5 Ways You Can Turn Networking into Dollars
If time is money, then money must be time — right?
Seriously, when you think of the time you put into your networking efforts can you honestly say they pay off? Here are five things you can and should be doing for ROI on your networking.
1. Basic blocking and tackling
You might be in the wrong business if your idea of networking is hanging out at the buffet table handing out business cards. Effecting networking is a process, not just a meet and greet. It’s a contact sport that requires follow through if you really want to score. That means following up with an email or, better yet, a handwritten note to new acquaintances. Connect with them on LinkedIn and Facebook. Comment on their posts and forward articles that you think may be of interest to them. Building a relationship takes time.

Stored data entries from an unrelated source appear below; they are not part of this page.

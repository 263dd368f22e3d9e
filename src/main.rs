use std::process::ExitCode;
use std::time::Duration;

use clap::Parser;

use projectile_sim::dynamics::Sample;
use projectile_sim::io::csv;
use projectile_sim::io::json::{self, FlightSummary};
use projectile_sim::sim::event::{EventKind, EventLog};
use projectile_sim::sim::{self, presets, Outcome, Paced, Pacing, Recorder, SampleSink, SimulationConfig};
use projectile_sim::Result;

/// Projectile trajectory with air resistance.
///
/// Every physical parameter left unset falls back to the preset or the config
/// file, whichever is given, then to the built-in defaults (a ping-pong ball
/// thrown at 6 m/s).
#[derive(Parser)]
#[command(name = "projectile-sim", version, about, long_about = None)]
struct Cli {
    /// Start from a named preset
    #[arg(long, value_parser = presets::NAMES, conflicts_with = "config")]
    preset: Option<String>,

    /// Start from a JSON config file
    #[arg(short, long)]
    config: Option<String>,

    /// Launch height (m) [default: 0.03]
    #[arg(long)]
    height: Option<f64>,

    /// Launch angle (degrees) [default: 45]
    #[arg(short, long, allow_negative_numbers = true)]
    angle: Option<f64>,

    /// Initial velocity (m/s) [default: 6]
    #[arg(short, long)]
    velocity: Option<f64>,

    /// Gravity (m/s^2) [default: 9.81]
    #[arg(short, long)]
    gravity: Option<f64>,

    /// Air density (kg/m^3) [default: 1.225]
    #[arg(long)]
    density: Option<f64>,

    /// Reference surface area (m^2) [default: 0.00502654834]
    #[arg(long)]
    area: Option<f64>,

    /// Drag coefficient [default: 0.47]
    #[arg(long)]
    drag_coefficient: Option<f64>,

    /// Mass (kg) [default: 0.0027]
    #[arg(short, long)]
    mass: Option<f64>,

    /// Time step (s) [default: 0.01]
    #[arg(long)]
    time_step: Option<f64>,

    /// Abort if the projectile is still airborne after this many steps
    #[arg(long, default_value_t = 10_000_000)]
    max_steps: usize,

    /// Print samples as they are computed, pausing between them
    #[arg(long)]
    animate: bool,

    /// Pause per sample when animating (ms)
    #[arg(long, default_value_t = 1)]
    delay_ms: u64,

    /// Export trajectory to CSV
    #[arg(long)]
    csv: Option<String>,

    /// Export flight summary to JSON
    #[arg(long)]
    json: Option<String>,
}

impl Cli {
    fn simulation_config(&self) -> Result<SimulationConfig> {
        let mut cfg = match (&self.preset, &self.config) {
            (Some(name), _) => presets::by_name(name).unwrap_or_default(),
            (None, Some(path)) => SimulationConfig::from_json_file(path)?,
            (None, None) => SimulationConfig::default(),
        };

        let overrides = [
            (&mut cfg.height, self.height),
            (&mut cfg.angle, self.angle),
            (&mut cfg.velocity, self.velocity),
            (&mut cfg.gravity, self.gravity),
            (&mut cfg.density, self.density),
            (&mut cfg.area, self.area),
            (&mut cfg.drag_coefficient, self.drag_coefficient),
            (&mut cfg.mass, self.mass),
            (&mut cfg.time_step, self.time_step),
        ];
        for (field, value) in overrides {
            if let Some(v) = value {
                *field = v;
            }
        }
        cfg.max_steps = Some(cfg.max_steps.unwrap_or(self.max_steps));

        cfg.validate()?;
        Ok(cfg)
    }
}

// ---------------------------------------------------------------------------
// Terminal sink: records, detects events, optionally prints live
// ---------------------------------------------------------------------------

struct Terminal {
    recorder: Recorder,
    events: EventLog,
    live: bool,
}

impl SampleSink for Terminal {
    fn accept(&mut self, sample: &Sample) {
        if self.live {
            print_row(sample);
        }
        self.recorder.accept(sample);
        self.events.accept(sample);
    }

    fn finish(&mut self, outcome: &Outcome) {
        self.recorder.finish(outcome);
        self.events.finish(outcome);
    }
}

fn print_row(s: &Sample) {
    let phase = if s.is_below_ground() {
        "LANDED"
    } else if s.vel.y > 0.0 {
        "CLIMB"
    } else {
        "DESC"
    };
    println!(
        "  {:>5}  {:>7.3}  {:>8.4}  {:>8.4}  {:>8.3}  {:>7}",
        s.step,
        s.time,
        s.pos.x,
        s.pos.y,
        s.vel.norm(),
        phase
    );
}

fn print_table_header() {
    println!(
        "  {:>5}  {:>7}  {:>8}  {:>8}  {:>8}  {:>7}",
        "step", "t (s)", "x (m)", "y (m)", "v (m/s)", "phase"
    );
    println!("  {}", "─".repeat(52));
}

fn main() -> ExitCode {
    let cli = Cli::parse();
    match run(&cli) {
        Ok(()) => ExitCode::SUCCESS,
        Err(e) => {
            eprintln!("error: {e}");
            ExitCode::FAILURE
        }
    }
}

fn run(cli: &Cli) -> Result<()> {
    let config = cli.simulation_config()?;
    let pacing = Pacing::from_flag(cli.animate, Duration::from_millis(cli.delay_ms));

    print_parameters(&config);

    if cli.animate {
        println!("  Trajectory (live)");
        print_table_header();
    }

    let terminal = Terminal {
        recorder: Recorder::new(),
        events: EventLog::standard(),
        live: cli.animate,
    };
    let mut sink = Paced::new(terminal, pacing);
    let outcome = sim::simulate_with(&config, &mut sink)?;
    let Terminal { recorder, events, .. } = sink.into_inner();
    let trajectory = recorder.samples;

    if !cli.animate {
        println!("  Trajectory");
        print_table_header();
        let sample_interval = (trajectory.len() / 30).max(1);
        for (i, s) in trajectory.iter().enumerate() {
            if i % sample_interval == 0 || i == trajectory.len() - 1 {
                print_row(s);
            }
        }
    }
    println!();

    let Some(summary) = FlightSummary::from_trajectory(&config, &trajectory) else {
        return Ok(());
    };
    print_summary(&summary, &events, &outcome, &config);

    if let Some(path) = &cli.csv {
        csv::write_trajectory_file(path, &trajectory)?;
        println!("  Exported trajectory: {path}");
    }
    if let Some(path) = &cli.json {
        json::write_summary_file(path, &config, &summary)?;
        println!("  Exported summary:    {path}");
    }
    Ok(())
}

fn print_parameters(config: &SimulationConfig) {
    println!();
    println!("====================================================================");
    println!("  PROJECTILE TRAJECTORY WITH AIR RESISTANCE");
    println!("====================================================================");
    println!();
    println!("  Parameters");
    println!("  ──────────────────────────────────────────────────────────────────");
    println!(
        "  Height:        {:>10.4} m        Angle:        {:>8.2} deg",
        config.height, config.angle
    );
    println!(
        "  Velocity:      {:>10.3} m/s      Gravity:      {:>8.3} m/s^2",
        config.velocity, config.gravity
    );
    println!(
        "  Air density:   {:>10.4} kg/m^3   Cd:           {:>8.3}",
        config.density, config.drag_coefficient
    );
    println!(
        "  Area:          {:>10.6} m^2      Mass:         {:>8.4} kg",
        config.area, config.mass
    );
    println!(
        "  Time step:     {:>10.5} s        Terminal vel: {:>8.2} m/s",
        config.time_step,
        config.drag_model().terminal_velocity(config.mass, config.gravity)
    );
    println!();
}

fn print_summary(summary: &FlightSummary, events: &EventLog, outcome: &Outcome, config: &SimulationConfig) {
    println!("  Flight Events");
    println!("  ──────────────────────────────────────────────────────────────────");
    if let Some(apex) = events.first(&EventKind::Apex) {
        let s = &apex.sample;
        println!(
            "  APEX      t={:>7.3}s   x={:>8.4}m   y={:>8.4}m   v={:>7.3}m/s",
            s.time,
            s.pos.x,
            s.pos.y,
            s.vel.norm()
        );
    }
    if let Some(impact) = events.first(&EventKind::Impact) {
        let s = &impact.sample;
        println!(
            "  IMPACT    t={:>7.3}s   x={:>8.4}m   y={:>8.4}m   v={:>7.3}m/s",
            s.time,
            s.pos.x,
            s.pos.y,
            s.vel.norm()
        );
    }
    println!();

    println!("  Performance Summary");
    println!("  ──────────────────────────────────────────────────────────────────");
    println!("  Max altitude:  {:>8.4} m", summary.apex_y_m);
    println!(
        "  Range:         {:>8.4} m   (vacuum {:.4} m, {:.1}% lost to drag)",
        summary.range_m, summary.vacuum_range_m, summary.range_loss_pct
    );
    println!("  Max speed:     {:>8.3} m/s", summary.max_speed_ms);
    println!("  Impact speed:  {:>8.3} m/s", summary.impact_speed_ms);
    println!("  Flight time:   {:>8.3} s", outcome.flight_time());
    println!();
    println!(
        "  Simulation: {} samples, {} steps, dt={} s",
        summary.samples, outcome.steps, config.time_step
    );
    println!("====================================================================");
    println!();
}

2. Take it one step further
Don’t just go to events — get involved in them. Face it, you’re already going to those Chamber of Commerce events, so why not make the most of the opportunity by getting involved? For example, join — heck even start — a New Business Development Committee. This will give you a chance to meet up and coming professionals in your area. Participation means access to business leaders, government officials, and other well-connected individuals. If you’re going to take the time, make the most of it.
3. Give first
Make it a point to refer business associates whenever you can. Be sure to ask that your referral uses your name when contacting your colleague. It’s interesting that the old saying, “I’ll scratch your back if you’ll scratch mine,” is often misquoted as “you scratch my back and I’ll scratch yours.” Giving first often takes people by surprise. It reflects an openness and sets the tone for reciprocation.
4. Give back
Your networking strategy should always include some philanthropic and volunteer work. Not only does it feel good and help others, but it also raises the profile of you and your company within the community.
5. Say thanks
Always be sure to acknowledge others who have referred or recommended you. Don’t take longstanding and valuable sources for granted. Things can change quickly and loyalties can shift.
6. Stay connected
Don’t forget about social media. Use LinkedIn, Facebook, Instagram, and Twitter to stay in touch and up-to-date with all your contacts. Develop a quarterly networking blog and newsletter and ask potential referral sources to sign-up and contribute.

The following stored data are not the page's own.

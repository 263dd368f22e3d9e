use nalgebra::Vector2;

/// Quadratic drag parameters: fluid density, reference area and drag coefficient.
///
/// `area` is the reference area exactly as supplied; it is never derived
/// from a radius.
#[derive(Debug, Clone, Copy, PartialEq)]
pub struct DragModel {
    pub density: f64,          // kg/m^3
    pub area: f64,             // m^2
    pub drag_coefficient: f64, // dimensionless
}

impl DragModel {
    pub fn new(density: f64, area: f64, drag_coefficient: f64) -> Self {
        Self { density, area, drag_coefficient }
    }

    /// No drag at all (any factor zero).
    pub fn is_vacuum(&self) -> bool {
        self.density == 0.0 || self.area == 0.0 || self.drag_coefficient == 0.0
    }

    /// Drag force `-0.5 * rho * A * Cd * |v| * v`.
    ///
    /// Each component carries the sign of its own velocity term, so the
    /// force always opposes the direction of motion.
    pub fn force(&self, vel: &Vector2<f64>) -> Vector2<f64> {
        let speed = vel.norm();
        let k = -0.5 * self.density * self.area * self.drag_coefficient * speed;
        vel * k
    }

    /// Speed at which drag balances weight: sqrt(2 m g / (rho A Cd)).
    /// Infinite in vacuum.
    pub fn terminal_velocity(&self, mass: f64, gravity: f64) -> f64 {
        if self.is_vacuum() {
            return f64::INFINITY;
        }
        (2.0 * mass * gravity / (self.density * self.area * self.drag_coefficient)).sqrt()
    }
}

Lastly, remember to keep your CRM database up-to-date. Update contact information as you get it and note any hobbies, pastimes, or other significant shared points of interest. The first step to successful networking is about getting to know someone. Once you’ve connected, maintain and grow those relationships by getting involved and giving first. And, when a contact refers you to one of their clients, always pay it forward.